··· Dataset extract

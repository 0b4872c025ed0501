//! # knowledge-map
//!
//! A library for laying out and incrementally rendering a directed graph of concepts and the
//! resources that teach them, with an event and plugin protocol for extending how nodes look and
//! behave.
//!
//! ## Overview
//!
//! A [`map::KnowledgeMap`] owns a string-keyed directed graph. Every change to the graph runs a
//! **render cycle**: nodes are reconciled against a [`scene::Scene`], measured, laid out in ranks,
//! positioned, and finally connected by edge paths. Reconciliation is keyed: an element created
//! for a node keeps its identity across cycles, so a scene can animate the change instead of
//! redrawing everything.
//!
//! ### Key Features
//!
//! - **Keyed reconciliation**: [`reconciler::Renderer`] splits each pass into enter, update and
//!   exit sets and runs layered callbacks over them
//! - **Deterministic layout**: [`layout::LayeredLayout`] gives identical coordinates for identical
//!   input
//! - **Lifecycle events**: `preLayout`, `postLayout` and `renderGraph`, with owned payloads that
//!   subscribers may edit
//! - **Plugins**: named, registered globally or per map, run once at construction
//! - **Batching**: hold the map, apply many changes, render once
//!
//! ## Architecture
//!
//! - **[`graph`]**: the graph store (`Digraph`, `MapGraph`)
//! - **[`properties`]**: concepts, resources, content items
//! - **[`layout`]**: the layout engine contract and default engine
//! - **[`scene`]**: the rendering surface and the headless `MemoryScene`
//! - **[`reconciler`]**: keyed enter/update/exit renderers
//! - **[`event`]**: the event dispatcher and `MapEvent`
//! - **[`plugin`]**, **[`plugins`]**: the plugin protocol, registry and built-ins
//! - **[`map`]**: the facade tying the above into the render cycle
//!
//! ## Quick Start
//!
//! ```rust
//! use knowledge_map::{
//!     config::{MapConfig, MapDocument},
//!     map::KnowledgeMap,
//!     scene::{Layer, MemoryScene},
//! };
//!
//! # fn main() -> Result<(), knowledge_map::KnowledgeMapError> {
//! let document = MapDocument::from_json_str(
//!     r#"{"concepts": [
//!         {"id": "A", "name": "A"},
//!         {"id": "B", "name": "B", "dependencies": ["A"]}
//!     ]}"#,
//! )?;
//!
//! let scene = MemoryScene::new();
//! let mut map = KnowledgeMap::create(
//!     MapConfig::default().with_graph(document),
//!     Box::new(scene.clone()),
//! )?;
//! assert!(map.has_dependency("B", "A"));
//! assert_eq!(scene.len(Layer::Nodes), 2);
//!
//! map.remove_concept("A")?;
//! assert!(!map.has_dependency("B", "A"));
//! assert_eq!(scene.len(Layer::Nodes), 1);
//! # Ok(())
//! # }
//! ```
//!
//! ### Batching changes
//!
//! ```rust
//! # use knowledge_map::{config::MapConfig, map::KnowledgeMap, scene::MemoryScene};
//! # fn main() -> Result<(), knowledge_map::KnowledgeMapError> {
//! let mut map = KnowledgeMap::create(MapConfig::default(), Box::new(MemoryScene::new()))?;
//! map.hold();
//! for name in ["Sets", "Functions", "Limits"] {
//!     map.add_concept(name)?;
//! }
//! map.add_dependency("functions", "sets")?;
//! map.add_dependency("limits", "functions")?;
//! map.unhold()?; // one render for all five changes
//! # Ok(())
//! # }
//! ```
//!
//! ### Writing a plugin
//!
//! ```rust
//! use knowledge_map::{
//!     event::MapEvent, map::KnowledgeMap, plugin::Plugin, KnowledgeMapError,
//! };
//!
//! struct Spacious;
//!
//! impl Plugin for Spacious {
//!     fn name(&self) -> &str {
//!         "spacious"
//!     }
//!
//!     fn run(&self, map: &mut KnowledgeMap) -> Result<(), KnowledgeMapError> {
//!         map.on_event(MapEvent::PRE_LAYOUT, |_, event| {
//!             if let MapEvent::PreLayout { config, .. } = event {
//!                 config.vertical_space = 120.0;
//!             }
//!             Ok(())
//!         });
//!         Ok(())
//!     }
//! }
//! ```
//!
//! ## Logging
//!
//! The library logs through `tracing` and never installs a subscriber. The `kmap` binary (feature
//! `bin`) installs `tracing-subscriber` with `RUST_LOG` filtering.

pub mod config;
pub mod error;
pub mod event;
pub mod geometry;
pub mod graph;
pub mod layout;
pub mod map;
pub mod plugin;
pub mod plugins;
pub mod properties;
pub mod reconciler;
pub mod scene;

pub use error::*;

······

- _Goal of the exercise_: Return, unchanged, the run of lines above that opens with the line containing "coordinates for identical" and closes with the line containing "subscribers may edit". Include both.

- _Written answer_:
//! - **Deterministic layout**: [`layout::LayeredLayout`] gives identical coordinates for identical
//!   input
//! - **Lifecycle events**: `preLayout`, `postLayout` and `renderGraph`, with owned payloads that
//!   subscribers may edit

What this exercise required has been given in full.